Frank Minter was the greater offender.  I did not find any credentials for him when I goggled for them.  Minter was on the program because of his research into manhood.  His performance was political and not research based; in line with what Arroyo had been doing in past weeks.  Minter caricatured the Obama attitude toward the law as based on personal feelings, rather than the written law.  There is no substance behind such a caricature.

The context was Sonia Sotomayor speaking about her Latina background, many years ago.  Ignoring her extensive experience on the Court of Appeals, Minter then went on to attack Sotomayor as unsuited for nomination to the Supreme Court.  Both the attack on Obama and the attack on Sotomayor had little to do with the supposed research of Minter.

The other guest, Piers Paul Read, a European, attacked Cardinal Basil Hume (1923-1999), Archbishop of Westminster, for fitting Roman Catholicism into British society better than it had been for four hundred years.[2]  That was a gratuitous uncharitable slam at the hierarchy.  Attacking policies of renowned Cardinals, like the Benedictine monk, Basil Hume—ten years after he was dead, comes across as scandal mongering.

As a result of prayer and to give direction that is more positive to Arroyo: I call attention to the Rachel Maddow show.  Rachel does not label her show a news program.  I would not be having my problem with Arroyo did he not bleed his editorial opinions into the news.  A Raymond Arroyo show would not be casting others and me outside of our Church for disagreeing.

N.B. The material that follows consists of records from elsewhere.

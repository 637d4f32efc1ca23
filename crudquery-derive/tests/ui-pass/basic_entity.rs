//! Test that a basic entity compiles and reports its metadata

use crudquery::QueryModel;
use sea_orm::entity::prelude::*;

#[derive(Clone, Debug, PartialEq, DeriveEntityModel, QueryModel)]
#[sea_orm(table_name = "todos")]
pub struct Model {
    #[sea_orm(primary_key)]
    #[query(filterable, sortable)]
    pub id: i32,

    #[query(filterable, sortable, searchable)]
    pub title: String,

    pub completed: bool,
}

#[derive(Copy, Clone, Debug, EnumIter, DeriveRelation)]
pub enum Relation {}
impl ActiveModelBehavior for ActiveModel {}

fn main() {
    assert_eq!(<Model as QueryModel>::TABLE_NAME, "todos");
    assert_eq!(<Model as QueryModel>::PRIMARY_KEY, "id");
    assert_eq!(<Model as QueryModel>::SOFT_DELETE_COLUMN, None);
    assert_eq!(Model::filterable_fields(), vec!["id", "title"]);
    assert_eq!(Model::searchable_fields(), vec!["title"]);
    assert!(Model::date_fields().is_empty());
}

Rachel will not tolerate half-truths.  Arroyo seems to revel in half-truths.  For example, he pretends that the bishops objected to Barack Obama receiving an honorary degree at Notre Dame.  The truth is that only eighty of the approximately four hundred bishops objected to the Notre Dame position

Rachel enjoys bringing onto her show those who disagree with her, something Arroyo never does.  As educated as Rachel is, with a doctorate in political science from Oxford University, she is consistently humble and reasonably tentative with her opinions.  Arroyo is always self-righteous, like Rush Limbaugh, who never got beyond the first year of college.  Rachel enjoys taking her thinking to the point where she does not understand.  Arroyo never admits not understanding anything.

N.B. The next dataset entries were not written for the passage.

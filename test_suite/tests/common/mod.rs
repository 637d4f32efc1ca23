#![allow(dead_code)]

use crudquery::{
    ApiError, ModelMeta, Operation, PivotTable, QueryBuilder, RelationKind, ResourceDefinition,
};
use sea_orm::{
    Condition, ConnectionTrait, Database, DatabaseConnection, DbErr, EntityTrait, QueryTrait,
    RelationTrait, Select,
    sea_query::{Alias, Expr},
};
use sea_orm_migration::prelude::*;
use serde_json::Value;

pub mod note_entity;
pub mod post_entity;
pub mod tag_entity;
pub mod team_entity;
pub mod user_entity;

// Helper function to get database URL from environment or default to SQLite
fn get_test_database_url() -> String {
    std::env::var("DATABASE_URL").unwrap_or_else(|_| "sqlite::memory:".to_string())
}

/// Build logs for failing tests, e.g. `RUST_LOG=crudquery=debug`
fn init_tracing() {
    let _ = tracing_subscriber::fmt()
        .with_env_filter(tracing_subscriber::EnvFilter::from_default_env())
        .with_test_writer()
        .try_init();
}

/// Fresh in-memory database with the fixture schema and rows.
///
/// Live tags (`deleted_at IS NULL`):
///
/// | id | name       | priority | team   | labels            | description  | `published_at`        |
/// |----|------------|----------|--------|-------------------|--------------|---------------------|
/// | 1  | testTag    | 1        | core   | `["red","blue"]`  | test value   | 2024-01-15 08:30:00 |
/// | 2  | anotherTag | 5        | web    | `["blue"]`        | TEST value   | 2024-02-01 12:00:00 |
/// | 3  | customTag  | 10       | legacy | `["green"]`       | NULL         | 2024-03-10 23:59:59 |
///
/// plus `trashedTag` (id 4, priority 7, core) which is soft-deleted. The
/// `legacy` team is soft-deleted too.
pub async fn setup_test_db() -> Result<DatabaseConnection, DbErr> {
    init_tracing();
    let db = Database::connect(&get_test_database_url()).await?;
    Migrator::up(&db, None).await?;
    Ok(db)
}

pub struct Migrator;

#[async_trait::async_trait]
impl MigratorTrait for Migrator {
    fn migrations() -> Vec<Box<dyn MigrationTrait>> {
        vec![Box::new(CreateTables), Box::new(SeedFixtures)]
    }
}

pub struct CreateTables;

#[async_trait::async_trait]
impl MigrationName for CreateTables {
    fn name(&self) -> &'static str {
        "m20240101_000001_create_tables"
    }
}

#[async_trait::async_trait]
impl MigrationTrait for CreateTables {
    async fn up(&self, manager: &SchemaManager) -> Result<(), DbErr> {
        let db = manager.get_connection();
        db.execute_unprepared(
            "CREATE TABLE users (
                id INTEGER PRIMARY KEY,
                name TEXT NOT NULL
            )",
        )
        .await?;
        db.execute_unprepared(
            "CREATE TABLE teams (
                id INTEGER PRIMARY KEY,
                name TEXT NOT NULL,
                owner_id INTEGER NOT NULL REFERENCES users(id),
                deleted_at TEXT NULL
            )",
        )
        .await?;
        db.execute_unprepared(
            "CREATE TABLE tags (
                id INTEGER PRIMARY KEY,
                name TEXT NOT NULL,
                priority INTEGER NOT NULL,
                team_id INTEGER NULL REFERENCES teams(id),
                labels TEXT NOT NULL DEFAULT '[]',
                description TEXT NULL,
                published_at TEXT NOT NULL,
                deleted_at TEXT NULL
            )",
        )
        .await?;
        db.execute_unprepared(
            "CREATE TABLE posts (
                id INTEGER PRIMARY KEY,
                title TEXT NOT NULL
            )",
        )
        .await?;
        db.execute_unprepared(
            "CREATE TABLE post_tag (
                post_id INTEGER NOT NULL REFERENCES posts(id),
                tag_id INTEGER NOT NULL REFERENCES tags(id),
                weight INTEGER NOT NULL,
                attached_at TEXT NOT NULL,
                PRIMARY KEY (post_id, tag_id)
            )",
        )
        .await?;
        db.execute_unprepared(
            "CREATE TABLE notes (
                id INTEGER PRIMARY KEY,
                body TEXT NOT NULL,
                notable_type TEXT NOT NULL,
                notable_id INTEGER NOT NULL
            )",
        )
        .await?;
        Ok(())
    }

    async fn down(&self, manager: &SchemaManager) -> Result<(), DbErr> {
        let db = manager.get_connection();
        for table in ["notes", "post_tag", "posts", "tags", "teams", "users"] {
            db.execute_unprepared(&format!("DROP TABLE IF EXISTS {table}"))
                .await?;
        }
        Ok(())
    }
}

pub struct SeedFixtures;

#[async_trait::async_trait]
impl MigrationName for SeedFixtures {
    fn name(&self) -> &'static str {
        "m20240101_000002_seed_fixtures"
    }
}

#[async_trait::async_trait]
impl MigrationTrait for SeedFixtures {
    async fn up(&self, manager: &SchemaManager) -> Result<(), DbErr> {
        let db = manager.get_connection();
        db.execute_unprepared("INSERT INTO users (id, name) VALUES (1, 'ada'), (2, 'linus')")
            .await?;
        db.execute_unprepared(
            "INSERT INTO teams (id, name, owner_id, deleted_at) VALUES
                (1, 'core', 1, NULL),
                (2, 'web', 2, NULL),
                (3, 'legacy', 1, '2024-01-01 00:00:00')",
        )
        .await?;
        db.execute_unprepared(
            r#"INSERT INTO tags (id, name, priority, team_id, labels, description, published_at, deleted_at) VALUES
                (1, 'testTag', 1, 1, '["red","blue"]', 'test value', '2024-01-15 08:30:00', NULL),
                (2, 'anotherTag', 5, 2, '["blue"]', 'TEST value', '2024-02-01 12:00:00', NULL),
                (3, 'customTag', 10, 3, '["green"]', NULL, '2024-03-10 23:59:59', NULL),
                (4, 'trashedTag', 7, 1, '[]', 'test trashed', '2024-01-15 00:00:00', '2024-04-01 00:00:00')"#,
        )
        .await?;
        db.execute_unprepared("INSERT INTO posts (id, title) VALUES (1, 'Rust tips'), (2, 'Web news')")
            .await?;
        db.execute_unprepared(
            "INSERT INTO post_tag (post_id, tag_id, weight, attached_at) VALUES
                (1, 1, 3, '2024-05-01 10:00:00'),
                (1, 2, 2, '2024-06-01 09:00:00'),
                (2, 1, 1, '2024-05-02 18:00:00')",
        )
        .await?;
        db.execute_unprepared(
            "INSERT INTO notes (id, body, notable_type, notable_id) VALUES
                (1, 'needs review', 'tags', 2),
                (2, 'needs review', 'posts', 1),
                (3, 'approved', 'tags', 1)",
        )
        .await?;
        Ok(())
    }

    async fn down(&self, manager: &SchemaManager) -> Result<(), DbErr> {
        let db = manager.get_connection();
        for table in ["notes", "post_tag", "posts", "tags", "teams", "users"] {
            db.execute_unprepared(&format!("DELETE FROM {table}")).await?;
        }
        Ok(())
    }
}

/// The tag resource used by most tests.
pub fn tags_resource() -> ResourceDefinition {
    let team = RelationKind::from_relation_def(&tag_entity::Relation::Team.def())
        .expect("belongs-to relation converts");

    ResourceDefinition::for_model::<tag_entity::Model>()
        .relation("team", team)
        .relation(
            "posts",
            RelationKind::belongs_to_many("posts", "post_tag", "tag_id", "post_id"),
        )
        .relation("notes", RelationKind::morph_many("notes", "notable", "tags"))
        .related_model(
            ModelMeta::of::<team_entity::Model>()
                .with_relation("owner", RelationKind::belongs_to("users", "owner_id", "id")),
        )
        .related::<user_entity::Model>()
        .related::<post_entity::Model>()
        .related::<note_entity::Model>()
        .filterable_by(["team.*", "team.owner.name", "posts.title", "notes.body"])
        .filterable_by(["pivot.weight", "pivot.attached_at"])
        .sortable_by(["team.name", "team.owner.name", "pivot.weight"])
        .searchable_by(["team.name"])
        .exposed_scopes(["popular", "named", "unregistered"])
        .scope("popular", |args| {
            let minimum = args.int(0)?;
            Ok(Condition::all().add(
                Expr::col((tag_entity::Entity, tag_entity::Column::Priority)).gte(minimum),
            ))
        })
        .scope("named", |args| {
            let name = args.string(0)?;
            Ok(Condition::all()
                .add(Expr::col((tag_entity::Entity, tag_entity::Column::Name)).eq(name)))
        })
}

/// The team resource, for has-many filters.
pub fn teams_resource() -> ResourceDefinition {
    let tags = RelationKind::from_relation_def(&team_entity::Relation::Tags.def())
        .expect("has-many relation converts");

    ResourceDefinition::for_model::<team_entity::Model>()
        .relation("tags", tags)
        .related::<tag_entity::Model>()
        .filterable_by(["tags.priority", "tags.name"])
}

/// Tags attached to `post_id`, listed through the `post_tag` pivot.
pub fn tags_of_post(post_id: i32) -> Select<tag_entity::Entity> {
    let mut query = tag_entity::Entity::find();
    QueryTrait::query(&mut query)
        .inner_join(
            Alias::new("post_tag"),
            Expr::col((Alias::new("post_tag"), Alias::new("tag_id")))
                .equals((Alias::new("tags"), Alias::new("id"))),
        )
        .and_where(Expr::col((Alias::new("post_tag"), Alias::new("post_id"))).eq(post_id));
    query
}

pub fn post_tag_pivot() -> PivotTable {
    PivotTable::new("post_tag").with_date_fields(["attached_at"])
}

/// Parse, build and run a tag query.
pub async fn run_tags(
    db: &DatabaseConnection,
    builder: &QueryBuilder<'_>,
    query: Select<tag_entity::Entity>,
    body: &Value,
    operation: Operation,
) -> Result<Vec<tag_entity::Model>, ApiError> {
    let descriptor = builder.parse(body)?;
    let query = builder.build_query(query, &descriptor, operation)?;
    query
        .all(db)
        .await
        .map_err(|e| ApiError::internal("Query failed", Some(e.to_string())))
}

/// Search the tag resource with `body`.
pub async fn search_tags(
    db: &DatabaseConnection,
    body: &Value,
) -> Result<Vec<tag_entity::Model>, ApiError> {
    let definition = tags_resource();
    let builder = QueryBuilder::new(&definition, db.get_database_backend());
    run_tags(db, &builder, tag_entity::Entity::find(), body, Operation::Search).await
}

/// Tag names in result order.
pub fn names(rows: &[tag_entity::Model]) -> Vec<&str> {
    rows.iter().map(|row| row.name.as_str()).collect()
}

/// Tag names ordered by id, for assertions that ignore result order.
pub fn names_by_id(rows: &[tag_entity::Model]) -> Vec<&str> {
    let mut rows: Vec<&tag_entity::Model> = rows.iter().collect();
    rows.sort_by_key(|row| row.id);
    rows.into_iter().map(|row| row.name.as_str()).collect()
}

The readings for this Sunday show how to deal with aggressive Rush Limbaugh attitudes towards the creation God has made.  Proverbs is about seeking Lady Wisdom in the midst of what may not be politically correct.  Psalm 34 is about praising God under all circumstances, especially when attacked by a bully.  Ephesians is about the self-confidence resonating from the life of the Spirit in the Christian soul.  The Gospel is Eucharistic, standing up to the bullying of the Jewish clergy, to offer flesh to eat and blood to drink in the form of bread and wine.

Who knows what is the will of God in this matter?  At issue is not what I would like to see, but discerning the holy will of God.  What is above, is the best I am able to do, for now.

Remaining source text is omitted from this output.